Lié à un changement des aptitudes d’achat

La croissance rapide du marché de la mode de seconde-main reflète un changement culturel plus profond, où la valeur de la durabilité commence à surpasser celle de la nouveauté et de la tendance. Cette transition est non seulement bénéfique pour l’environnement mais aussi pour l’économie. En allongeant la durée de vie des vêtements, la mode de seconde-main réduit la demande de nouvelles productions, contribuant ainsi à une diminution significative des ressources utilisées et des déchets générés. Une étude de l’Institut de l’environnement de Stockholm a révélé que prolonger la durée de vie d’un vêtement de seulement neuf mois peut réduire son empreinte carbone, ses déchets et son utilisation d’eau de 20-30% (WRAP, 2020).

De plus, le marché de la seconde-main s’intègre dans une économie circulaire, un modèle économique visant à réduire le gaspillage et à maximiser l’utilisation des ressources. En réintroduisant les vêtements dans le circuit de consommation, il participe à la lutte contre le gaspillage textile et les décharges surpeuplées. Selon l’Agence de l’Environnement et de la Maîtrise de l’Énergie (ADEME), environ 700 000 tonnes de vêtements sont jetées chaque année en France, dont seulement 38% sont recyclés (ADEME, 2020). L’essor du marché de la seconde-main pourrait considérablement améliorer ces chiffres en encourageant la réutilisation et le recyclage des textiles.

La seconde-main face au défi environnemental de la fast fashion

Cependant, malgré ses nombreux avantages, le marché de la mode de seconde-main n’est pas exempt de défis. L’un des principaux obstacles est la perception culturelle et sociale des vêtements de seconde-main, souvent associés à des stigmates de seconde classe ou de pauvreté. De plus, l’authenticité et la qualité des produits peuvent poser problème, nécessitant des systèmes de vérification rigoureux pour gagner la confiance des consommateurs. En outre, le marché doit faire face à la concurrence croissante des marques de fast fashion qui cherchent à s’implanter dans le secteur de la seconde-main, potentiellement diluant l’impact positif sur l’environnement.

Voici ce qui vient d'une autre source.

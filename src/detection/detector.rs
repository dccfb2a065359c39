use std::sync::Arc;

use anyhow::Result;
use log::warn;

use super::arbiter::{arbitrate, ArbiterConfig};
use super::references::ReferenceSet;
use super::scorer::FrameScorer;
use super::state_scorer::score_all;
use super::types::{AgentState, Detection, DetectionMethod, Frame};

const ENABLE_LOGS: bool = true;

use crate::log_debug;

/// Anything that can turn one frame into a raw classification.
pub trait StateDetector: Send + Sync {
    fn name(&self) -> &'static str;

    fn detect(&self, frame: &Frame) -> Result<Detection>;
}

/// Source of on-screen text for a frame (an OCR engine, usually external).
pub trait TextRecognizer: Send + Sync {
    fn recognize(&self, frame: &Frame) -> Result<String>;
}

pub struct TemplateDetector {
    references: Arc<ReferenceSet>,
    scorer: FrameScorer,
    arbiter: ArbiterConfig,
}

impl TemplateDetector {
    pub fn new(references: Arc<ReferenceSet>, scorer: FrameScorer, arbiter: ArbiterConfig) -> Self {
        Self {
            references,
            scorer,
            arbiter,
        }
    }

    pub fn references(&self) -> &ReferenceSet {
        &self.references
    }
}

impl StateDetector for TemplateDetector {
    fn name(&self) -> &'static str {
        "template"
    }

    fn detect(&self, frame: &Frame) -> Result<Detection> {
        let prepared = self.scorer.prepare(frame);
        let scores = score_all(&self.scorer, &prepared, &self.references);
        let arbitration = arbitrate(&scores, &self.arbiter);

        // without a winner the display still gets the closest score
        let (confidence, rect) = match &arbitration.winner {
            Some(winner) => (Some(winner.confidence), winner.rect),
            None => (
                scores
                    .values()
                    .map(|m| m.confidence)
                    .max_by(f64::total_cmp),
                None,
            ),
        };

        log_debug!(
            "template scores: {}",
            scores
                .values()
                .map(|m| format!("{}={:.3}", m.state, m.confidence))
                .collect::<Vec<_>>()
                .join(" ")
        );

        Ok(Detection {
            state: arbitration.state,
            confidence,
            rect,
            method: DetectionMethod::Template,
            scores,
            ambiguous: arbitration.ambiguous,
        })
    }
}

/// Keyword rule over recognised text: any idle keyword means `Idle`,
/// anything else means `Active`. Recogniser errors yield `Unknown`.
pub struct TextDetector<R> {
    recognizer: R,
    idle_keywords: Vec<String>,
}

impl<R: TextRecognizer> TextDetector<R> {
    pub fn new(recognizer: R, idle_keywords: &[String]) -> Self {
        Self {
            recognizer,
            idle_keywords: idle_keywords
                .iter()
                .map(|k| k.trim().to_lowercase())
                .filter(|k| !k.is_empty())
                .collect(),
        }
    }

    fn classify(&self, text: &str) -> AgentState {
        let text = text.to_lowercase();
        if self.idle_keywords.iter().any(|k| text.contains(k.as_str())) {
            AgentState::Idle
        } else {
            AgentState::Active
        }
    }
}

impl<R: TextRecognizer> StateDetector for TextDetector<R> {
    fn name(&self) -> &'static str {
        "text"
    }

    fn detect(&self, frame: &Frame) -> Result<Detection> {
        let mut detection = Detection::unknown(DetectionMethod::Text);
        match self.recognizer.recognize(frame) {
            Ok(text) => detection.state = self.classify(&text),
            Err(err) => warn!("text recognition failed: {err:#}"),
        }
        Ok(detection)
    }
}

/// Template detection first; the secondary detector is only asked when the
/// primary saw nothing above threshold. An ambiguous primary frame stays
/// `Unknown`, and the secondary may only answer `Idle` or `Active`.
pub struct FallbackDetector {
    primary: Box<dyn StateDetector>,
    fallback: Option<Box<dyn StateDetector>>,
}

impl FallbackDetector {
    pub fn new(primary: Box<dyn StateDetector>, fallback: Option<Box<dyn StateDetector>>) -> Self {
        Self { primary, fallback }
    }
}

impl StateDetector for FallbackDetector {
    fn name(&self) -> &'static str {
        self.primary.name()
    }

    fn detect(&self, frame: &Frame) -> Result<Detection> {
        let primary = self.primary.detect(frame)?;
        let Some(fallback) = &self.fallback else {
            return Ok(primary);
        };
        if primary.state != AgentState::Unknown || primary.ambiguous {
            return Ok(primary);
        }

        match fallback.detect(frame) {
            Ok(secondary) if matches!(secondary.state, AgentState::Idle | AgentState::Active) => {
                Ok(Detection {
                    state: secondary.state,
                    confidence: None,
                    rect: None,
                    method: secondary.method,
                    scores: primary.scores,
                    ambiguous: false,
                })
            }
            Ok(_) => Ok(primary),
            Err(err) => {
                warn!("{} detector failed, keeping primary result: {err:#}", fallback.name());
                Ok(primary)
            }
        }
    }
}
mod types;

pub use types::{CycleMetrics, MetricsSnapshot, SystemMetrics};

use std::collections::VecDeque;
use std::sync::Arc;
use sysinfo::{Pid, ProcessesToUpdate, System};
use tokio::sync::Mutex;

const MAX_RECENT_CYCLES: usize = 20;

/// Rolling per-cycle timings plus process CPU and memory sampling.
#[derive(Clone)]
pub struct MetricsCollector {
    inner: Arc<Mutex<MetricsState>>,
}

struct MetricsState {
    recent_cycles: VecDeque<CycleMetrics>,
    cycle_count: u64,
    failure_count: u64,
    system: System,
    pid: Pid,
}

impl MetricsState {
    fn sample(&mut self) -> SystemMetrics {
        let pid = self.pid;
        self.system.refresh_processes(ProcessesToUpdate::Some(&[pid]));
        match self.system.process(pid) {
            Some(process) => SystemMetrics {
                cpu_percent: process.cpu_usage(),
                memory_mb: process.memory() as f64 / 1024.0 / 1024.0,
            },
            None => SystemMetrics::default(),
        }
    }
}

impl MetricsCollector {
    pub fn new() -> Self {
        let mut system = System::new();
        let pid = Pid::from_u32(std::process::id());

        // CPU usage is a delta between refreshes; take the first one now
        system.refresh_processes(ProcessesToUpdate::Some(&[pid]));

        Self {
            inner: Arc::new(Mutex::new(MetricsState {
                recent_cycles: VecDeque::with_capacity(MAX_RECENT_CYCLES),
                cycle_count: 0,
                failure_count: 0,
                system,
                pid,
            })),
        }
    }

    pub async fn sample_system_metrics(&self) -> SystemMetrics {
        self.inner.lock().await.sample()
    }

    pub async fn record_cycle(&self, metrics: CycleMetrics) {
        let mut state = self.inner.lock().await;

        state.cycle_count += 1;
        if metrics.failed {
            state.failure_count += 1;
        }

        state.recent_cycles.push_back(metrics);
        if state.recent_cycles.len() > MAX_RECENT_CYCLES {
            state.recent_cycles.pop_front();
        }
    }

    pub async fn get_snapshot(&self) -> MetricsSnapshot {
        let mut state = self.inner.lock().await;
        let system = state.sample();

        let average_cycle_ms = (!state.recent_cycles.is_empty()).then(|| {
            state.recent_cycles.iter().map(|c| c.total_ms as f64).sum::<f64>()
                / state.recent_cycles.len() as f64
        });

        MetricsSnapshot {
            system,
            recent_cycles: state.recent_cycles.iter().cloned().collect(),
            cycle_count: state.cycle_count,
            failure_count: state.failure_count,
            average_cycle_ms,
        }
    }

    pub async fn reset(&self) {
        let mut state = self.inner.lock().await;
        state.recent_cycles.clear();
        state.cycle_count = 0;
        state.failure_count = 0;
        state.sample();
    }
}

impl Default for MetricsCollector {
    fn default() -> Self {
        Self::new()
    }
}
#[cfg(test)]
mod tests {
    use super::*;
    use crate::audio::AlertKind;
    use crate::db::{EventFilter, EventKind};
    use crate::monitor::cycle::tests::{ScriptedCapture, ScriptedDetector};
    use crate::monitor::effects::tests::{RecordingNotifier, RecordingSounds};
    use crate::monitor::telemetry::Telemetry;
    use chrono::{Duration as ChronoDuration, TimeZone};
    use std::sync::Mutex;

    fn t(secs: i64) -> DateTime<Utc> {
        Utc.with_ymd_and_hms(2024, 5, 6, 9, 0, 0).unwrap() + ChronoDuration::seconds(secs)
    }

    struct Harness {
        worker: MonitorWorker,
        db: Database,
        flags: Arc<MonitorFlags>,
        snapshot: Arc<watch::Sender<MonitorSnapshot>>,
        capture: Arc<ScriptedCapture>,
        notifier: Arc<RecordingNotifier>,
        sounds: Arc<RecordingSounds>,
    }

    async fn harness(capture: ScriptedCapture, states: &[AgentState]) -> Harness {
        let capture = Arc::new(capture);
        let db = Database::open_in_memory().unwrap();
        let notifier = Arc::new(RecordingNotifier::default());
        let sounds = Arc::new(RecordingSounds::default());
        let effects = EffectRunner::new(
            notifier.clone(),
            sounds.clone(),
            Telemetry::new(db.clone()),
        );
        let flags = Arc::new(MonitorFlags::default());
        let (tx, _rx) = watch::channel(MonitorSnapshot::default());
        let snapshot = Arc::new(tx);
        let accountant = DurationAccountant::begin(db.clone(), "s1".to_string(), t(0), None)
            .await
            .unwrap();

        let worker = MonitorWorker::new(
            capture.clone(),
            Arc::new(ScriptedDetector::new(states)),
            effects,
            MetricsCollector::new(),
            db.clone(),
            flags.clone(),
            snapshot.clone(),
            accountant,
            &MonitorSettings::default(),
            t(0),
        );

        Harness {
            worker,
            db,
            flags,
            snapshot,
            capture,
            notifier,
            sounds,
        }
    }

    #[tokio::test]
    async fn two_idle_frames_confirm_idle_and_alert() {
        let mut h = harness(ScriptedCapture::default(), &[AgentState::Idle, AgentState::Idle]).await;

        h.worker.tick(t(2)).await;
        assert_eq!(h.snapshot.borrow().confirmed_state, AgentState::Unknown);
        h.worker.tick(t(4)).await;

        let snapshot = h.snapshot.borrow().clone();
        assert_eq!(snapshot.confirmed_state, AgentState::Idle);
        assert_eq!(snapshot.raw_state, AgentState::Idle);
        assert_eq!(snapshot.last_confidence, Some(0.9));
        assert_eq!(snapshot.cycle_count, 2);
        assert_eq!(snapshot.transition_counts.get(&AgentState::Idle), Some(&1));
        assert_eq!(snapshot.state_entered_at, Some(t(4)));

        assert_eq!(h.notifier.messages.lock().unwrap().len(), 1);
        assert_eq!(*h.sounds.played.lock().unwrap(), vec![AlertKind::Waiting]);

        let events = h.db.get_events(EventFilter::default()).await.unwrap();
        assert!(events.iter().any(|e| e.kind == EventKind::IdleDetection));
    }

    #[tokio::test]
    async fn capture_failure_counts_and_shows_unknown() {
        let capture = ScriptedCapture {
            failures: Mutex::new(vec![false, false, true]),
            ..ScriptedCapture::default()
        };
        let mut h = harness(capture, &[AgentState::Active, AgentState::Active]).await;

        h.worker.tick(t(2)).await;
        h.worker.tick(t(4)).await;
        h.worker.tick(t(6)).await;

        let snapshot = h.snapshot.borrow().clone();
        assert_eq!(snapshot.confirmed_state, AgentState::Active);
        assert_eq!(snapshot.displayed_state, AgentState::Unknown);
        assert_eq!(snapshot.failure_count, 1);
        assert_eq!(snapshot.consecutive_failures, 1);
        assert!(snapshot.last_failure.unwrap().contains("display asleep"));

        let failures = h
            .db
            .get_events(EventFilter {
                kind: Some(EventKind::DetectionFailure),
                ..EventFilter::default()
            })
            .await
            .unwrap();
        assert_eq!(failures.len(), 1);
    }

    #[tokio::test]
    async fn confirmed_idle_re_alerts_through_capture_failures() {
        let capture = ScriptedCapture {
            failures: Mutex::new(vec![false, false, true, true]),
            ..ScriptedCapture::default()
        };
        let mut h = harness(capture, &[AgentState::Idle, AgentState::Idle]).await;

        h.worker.tick(t(2)).await;
        h.worker.tick(t(4)).await;
        h.worker.tick(t(30)).await;
        assert_eq!(h.notifier.messages.lock().unwrap().len(), 1);

        h.worker.tick(t(64)).await;
        let snapshot = h.snapshot.borrow().clone();
        assert_eq!(snapshot.confirmed_state, AgentState::Idle);
        assert_eq!(snapshot.consecutive_failures, 2);
        assert_eq!(h.notifier.messages.lock().unwrap().len(), 2);
        assert_eq!(
            *h.sounds.played.lock().unwrap(),
            vec![AlertKind::Waiting, AlertKind::Waiting]
        );
    }

    #[tokio::test]
    async fn paused_worker_skips_cycles() {
        let mut h = harness(ScriptedCapture::default(), &[AgentState::Idle, AgentState::Idle]).await;
        h.flags.set_paused(true);

        h.worker.tick(t(2)).await;
        h.worker.tick(t(4)).await;

        assert_eq!(h.snapshot.borrow().cycle_count, 0);
        assert_eq!(h.capture.calls.load(Ordering::SeqCst), 0);
    }

    #[tokio::test]
    async fn muted_worker_notifies_without_sound() {
        let mut h = harness(ScriptedCapture::default(), &[AgentState::Idle, AgentState::Idle]).await;
        h.flags.set_muted(true);

        h.worker.tick(t(2)).await;
        h.worker.tick(t(4)).await;

        assert_eq!(h.notifier.messages.lock().unwrap().len(), 1);
        assert!(h.sounds.played.lock().unwrap().is_empty());
    }

    #[tokio::test]
    async fn finish_accounts_the_whole_session() {
        let mut h = harness(
            ScriptedCapture::default(),
            &[AgentState::Active, AgentState::Active, AgentState::Idle, AgentState::Idle],
        )
        .await;
        for secs in [2, 4, 10, 12] {
            h.worker.tick(t(secs)).await;
        }

        let totals = h.worker.finish(t(20)).await.unwrap();
        assert!((totals.unknown - 4.0).abs() < 1e-6);
        assert!((totals.active - 8.0).abs() < 1e-6);
        assert!((totals.idle - 8.0).abs() < 1e-6);
        assert!((totals.total() - 20.0).abs() < 1e-6);

        let session = h.db.get_session("s1").await.unwrap().unwrap();
        assert!(session.ended_at.is_some());
    }

    #[tokio::test]
    async fn loop_closes_session_on_cancel() {
        let h = harness(ScriptedCapture::default(), &[AgentState::Active]).await;
        let cancel = CancellationToken::new();
        let handle = tokio::spawn(monitor_loop(
            h.worker,
            Duration::from_millis(10),
            cancel.clone(),
        ));

        tokio::time::sleep(Duration::from_millis(50)).await;
        cancel.cancel();
        handle.await.unwrap().unwrap();

        let session = h.db.get_session("s1").await.unwrap().unwrap();
        assert!(session.ended_at.is_some());
        assert!(h.snapshot.borrow().cycle_count >= 1);
    }
}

En conclusion, l’essor du marché de la mode de seconde-main représente une réponse efficace aux défis environnementaux posés par l’industrie du fast fashion. En transformant les pratiques de consommation vers des modèles plus durables et en intégrant des principes d’économie circulaire, il contribue significativement à la réduction de l’empreinte écologique de l’industrie de la mode. Toutefois, pour maximiser son potentiel, il est crucial de surmonter les défis culturels et de qualité, tout en encourageant une plus grande adoption par les consommateurs. Ainsi, la mode de seconde-main peut jouer un rôle clé dans la construction d’un avenir plus durable pour la planète.

Bibliographie

  • ADEME. (2020). La gestion des déchets textiles.
  • BPI France. (2023). Le marché de la revente de vêtements.
  • Business AM. (2021). Les consommateurs et la revente de vêtements.
  • Comunidades Lusófonas. (2021). La conscience environnementale des Portugais.
  • Correia, Distribuição Hoje. (2021). Les comportements d’achat durables au Portugal.
  • Cross-Border Commerce Europe. (2021). Le marché de la seconde main en Europe.
  • Dissanayake, G. (2019). Environmental Impact of Fast Fashion.
  • Domingues, R., & Gonçalves, P. (2020). Attitudes environnementales au Portugal.
  • Executiva. (2020). Impact économique de l’industrie de la mode au Portugal.
  • McKinsey. (2020). L’impact de la COVID-19 sur les comportements de consommation.
  • Sawers, P. et al. (2020). Sustainability and Consumer Behavior.
  • Silicon. (2021). La mode de seconde main et les produits circulaires.
  • ThredUp. (2024). The Future of Secondhand Fashion.
  • WRAP. (2020). Prolonging the life of clothes.